NUEVA YORK.- Cada país de Latinoamérica tiene sus propias
tradiciones culinarias durante la Cuaresma, que comienza hoy, y la Semana
Santa. En Ecuador, preparan la fanesca; en México, los romeritos y en República
Dominicana, las habichuelas con dulce, por poner algunos ejemplos.
Sin embargo, hay un ingrediente que parece estar en
todas nuestras cocinas por estos días: el bacalao.
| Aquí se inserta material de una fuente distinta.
//! Storage Layer - SQLite-backed persistence
//!
//! System of record is SQLite with tables:
//! - employees(employee_no, first_name, last_name, street, postal_code, place, phone, email)
//! - external_employees(employee_no, ..., company_id)
//! - customers(customer_no, ..., industry_id)
//! - companies(company_id, name)
//! - industries(industry_id, name)

pub mod schema;
pub mod connector;
pub mod store;

pub use connector::{ConnectionProvider, SqliteConnector, DEFAULT_BUSY_TIMEOUT};
pub use store::{DbStats, RecordStore};
//! Payload core - accumulation state and the strict size bound.

use tracing::{debug, warn};

use crate::error::DispatchError;

/// How a route wants request body bytes handled before invocation
#[derive(Debug, Clone, Copy, PartialEq, Eq)]
pub enum PayloadMode {
    /// Body bytes are discarded unread; the size bound is not enforced
    Ignore,
    /// Body bytes accumulate and are delivered as a verbatim text view on finish
    BufferedText,
    /// Body bytes accumulate and are delivered as raw bytes on finish
    BufferedBinary,
    /// Body bytes are forwarded to the handler chunk by chunk, unbuffered
    Streaming,
}

impl PayloadMode {
    /// Whether this mode accumulates bytes into the request buffer
    #[inline]
    #[must_use]
    pub fn is_buffered(self) -> bool {
        matches!(self, PayloadMode::BufferedText | PayloadMode::BufferedBinary)
    }
}

impl std::fmt::Display for PayloadMode {
    fn fmt(&self, f: &mut std::fmt::Formatter<'_>) -> std::fmt::Result {
        let s = match self {
            PayloadMode::Ignore => "ignore",
            PayloadMode::BufferedText => "buffered_text",
            PayloadMode::BufferedBinary => "buffered_binary",
            PayloadMode::Streaming => "streaming",
        };
        f.write_str(s)
    }
}

/// The finished payload delivered at final invocation
#[derive(Debug, PartialEq, Eq)]
pub enum FinalPayload {
    /// `Ignore` and `Streaming` routes have nothing left to deliver
    None,
    /// Accumulated bytes for a `BufferedText` route, exposed verbatim
    ///
    /// No encoding validation is performed during accumulation; the dispatcher
    /// wraps the bytes in a [`TextPayload`] view at invocation time.
    Text(Vec<u8>),
    /// Accumulated bytes for a `BufferedBinary` route
    Binary(Vec<u8>),
}

/// Borrowed view over a finished `BufferedText` payload
///
/// The accumulated bytes are exposed verbatim — no encoding validation is
/// performed and no byte is ever rewritten. [`TextPayload::as_str`] succeeds
/// only when the bytes happen to be valid UTF-8; [`TextPayload::to_string_lossy`]
/// is the replacement-character convenience for handlers that want a `str`
/// regardless.
#[derive(Debug, Clone, Copy)]
pub struct TextPayload<'a> {
    bytes: &'a [u8],
}

impl<'a> TextPayload<'a> {
    pub(crate) fn new(bytes: &'a [u8]) -> Self {
        Self { bytes }
    }

    /// The payload bytes exactly as fed by the transport
    #[inline]
    #[must_use]
    pub fn as_bytes(&self) -> &'a [u8] {
        self.bytes
    }

    /// Payload length in bytes
    #[inline]
    #[must_use]
    pub fn len(&self) -> usize {
        self.bytes.len()
    }

    /// Whether the body was empty
    #[inline]
    #[must_use]
    pub fn is_empty(&self) -> bool {
        self.bytes.is_empty()
    }

    /// The payload as `&str`, if it is valid UTF-8
    #[must_use]
    pub fn as_str(&self) -> Option<&'a str> {
        std::str::from_utf8(self.bytes).ok()
    }

    /// The payload as a string, replacing invalid UTF-8 sequences
    ///
    /// Only this view is lossy; [`TextPayload::as_bytes`] always has the
    /// original bytes.
    #[must_use]
    pub fn to_string_lossy(&self) -> std::borrow::Cow<'a, str> {
        String::from_utf8_lossy(self.bytes)
    }
}

impl std::fmt::Display for TextPayload<'_> {
    fn fmt(&self, f: &mut std::fmt::Formatter<'_>) -> std::fmt::Result {
        f.write_str(&self.to_string_lossy())
    }
}

/// Per-request payload accumulation state
///
/// Embedded in the exchange's request state; created at begin with the matched
/// route's mode and bound, consumed by `finish` on the terminal chunk.
///
/// Invariant: in buffered modes the accumulated size stays strictly below the
/// bound. The first chunk that would break that invariant fails the exchange;
/// nothing is appended on the failure path.
#[derive(Debug)]
pub struct PayloadBuffer {
    mode: PayloadMode,
    /// Maximum payload size in bytes; 0 = unbounded
    max_size: usize,
    data: Vec<u8>,
}

impl PayloadBuffer {
    /// Create an empty accumulator for one exchange
    #[must_use]
    pub fn new(mode: PayloadMode, max_size: usize) -> Self {
        Self {
            mode,
            max_size,
            data: Vec::new(),
        }
    }

    /// The mode this accumulator was created with
    #[inline]
    #[must_use]
    pub fn mode(&self) -> PayloadMode {
        self.mode
    }

    /// Bytes accumulated so far
    #[inline]
    #[must_use]
    pub fn len(&self) -> usize {
        self.data.len()
    }

    /// Whether nothing has been accumulated yet
    #[inline]
    #[must_use]
    pub fn is_empty(&self) -> bool {
        self.data.is_empty()
    }

    /// Feed one non-terminal body chunk
    ///
    /// `Ignore` discards the chunk without inspecting it and always succeeds.
    /// Buffered modes append under the strict size bound. `Streaming` chunks
    /// never reach the accumulator — the dispatcher forwards them directly to
    /// the handler.
    ///
    /// # Errors
    ///
    /// [`DispatchError::PayloadTooLarge`] when appending the chunk would make
    /// the accumulated size reach or exceed the bound.
    pub fn feed(&mut self, chunk: &[u8]) -> Result<(), DispatchError> {
        match self.mode {
            PayloadMode::Ignore | PayloadMode::Streaming => Ok(()),
            PayloadMode::BufferedText | PayloadMode::BufferedBinary => {
                let attempted = self.data.len() + chunk.len();
                if self.max_size > 0 && attempted >= self.max_size {
                    warn!(
                        limit = self.max_size,
                        attempted = attempted,
                        mode = %self.mode,
                        "Payload size bound exceeded"
                    );
                    return Err(DispatchError::PayloadTooLarge {
                        limit: self.max_size,
                        attempted,
                    });
                }
                self.data.extend_from_slice(chunk);
                debug!(
                    chunk_len = chunk.len(),
                    accumulated = self.data.len(),
                    mode = %self.mode,
                    "Body chunk buffered"
                );
                Ok(())
            }
        }
    }

    /// Consume the accumulator on the terminal zero-length chunk
    #[must_use]
    pub fn finish(self) -> FinalPayload {
        match self.mode {
            PayloadMode::Ignore | PayloadMode::Streaming => FinalPayload::None,
            PayloadMode::BufferedText => FinalPayload::Text(self.data),
            PayloadMode::BufferedBinary => FinalPayload::Binary(self.data),
        }
    }
}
Quienes siguen la tradición de no ingerir carnes
durante las festividades católicas han hecho del bacalao el rey culinario de
esta época, una opción perfecta porque este pescado, además de ser económico,
es versátil y lleno de propiedades alimenticias.
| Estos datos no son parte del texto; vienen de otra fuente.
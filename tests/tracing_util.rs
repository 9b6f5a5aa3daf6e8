use tracing_subscriber::EnvFilter;

/// Installs a thread-local fmt subscriber for the duration of one test so
/// dispatch logging is visible under `RUST_LOG=debug` without polluting other
/// tests' output.
pub struct TestTracing {
    _guard: tracing::subscriber::DefaultGuard,
}

impl TestTracing {
    pub fn init() -> Self {
        let subscriber = tracing_subscriber::fmt()
            .with_env_filter(EnvFilter::from_default_env())
            .with_test_writer()
            .finish();
        let guard = tracing::subscriber::set_default(subscriber);
        Self { _guard: guard }
    }
}
//! # Router Module
//!
//! The ordered route table: append-only registration with arity validation and
//! linear first-match lookup.
//!
//! ## Overview
//!
//! The route table is responsible for:
//! - Compiling path templates into matchable patterns at registration time
//! - Validating each handler's declared arity against its pattern's capture count
//! - Matching incoming requests (method + path) to the first suitable registration
//! - Extracting ordered path captures for positional parameter binding
//!
//! ## Ordering
//!
//! Registrations are scanned in registration order and the first match wins.
//! Routes need not be mutually exclusive — ambiguity is resolved by position,
//! so register the more specific pattern first.
//!
//! ## Example
//!
//! ```rust
//! use http::Method;
//! use routecore::router::RouteTable;
//!
//! # fn main() -> anyhow::Result<()> {
//! let mut table = RouteTable::new();
//! table.get("/pets/{id}", |req, params| {
//!     println!("pet {}", params[0]);
//!     Ok(())
//! })?;
//!
//! let m = table.find_match(&Method::GET, "/pets/123").unwrap();
//! assert_eq!(&m.captures[0], "123");
//! # Ok(())
//! # }
//! ```
//!
//! ## Concurrency
//!
//! The table is build-then-freeze: after the dispatcher wraps it in an `Arc`
//! it is only ever read, so concurrent lookups from transport worker threads
//! need no synchronization.

mod core;

pub use self::core::{Route, RouteMatch, RouteTable};
pub use crate::pattern::{CaptureVec, MAX_INLINE_CAPTURES};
"El bacalao es nutritivo, sabroso y fácil de
digerir, rico en minerales y vitaminas, con casi cero de colesterol y sobre
todo gran cantidad de proteínas", comentó la chef Isa Souza.
En efecto, este pescado es una de la mayores fuentes
de proteínas de origen animal. Todos recordamos a nuestras madres dándonos
aceite de bacalao, por su alto contenido de Omega 3, que, entre muchas cosas,
ayuda a combatir el colesterol.
El bacalao también contiene minerales como el
calcio, que ayuda al fortalecimiento de los huesos; fósforo, que permite un
buen funcionamiento muscular; y yodo, que participa en la producción de las
hormonas de la glándula tiroidea. También posee cantidades importantes de
vitaminas D, E y A.
Fresco o salado
En Latinoamérica, es muy común consumir el bacalao
salado, mientras que en Estados Unidos el cod fish se consume generalmente
fresco. Ambas maneras ofrecen diferentes posibilidades culinarias.
La tradición de comerlo salado surgió de cuando no
existía refrigeración, como una manera de conservarlo durante más tiempo. Una
vez desalado, el bacalao conserva todas sus propiedades y permite ser preparado
de muy diversas formas: hervido, frito, a la parrilla, en vinagreta o en
ensaladas, y con salsas muy variadas.
Pensando en la manera más sana de consumirlo, y por
lo laborioso que puede resultar desalarlo, hoy en día la tendencia es
consumirlo fresco.
"Es importante resaltar que las personas con
hipertensión deben tener cuidado por la sal. A mí me gusta lo más natural
posible, sólo con aceitunas y aceite de oliva extra virgen", agregó Souza.
Al comprarlo fresco, podemos notar su calidad en el
olor ligeramente marino, las agallas rojas, los ojos brillantes y el cuerpo
rígido. Para prepararlo hay que tener mucho cuidado, ya que, al ser un pescado
muy suave, el bacalao tiende a desmoronarse. Pero igualmente que el salado, se
puede hacer frito, asado, al horno y en guisados, siendo ésta última una de las
maneras favoritas de los amantes de este delicioso pescado.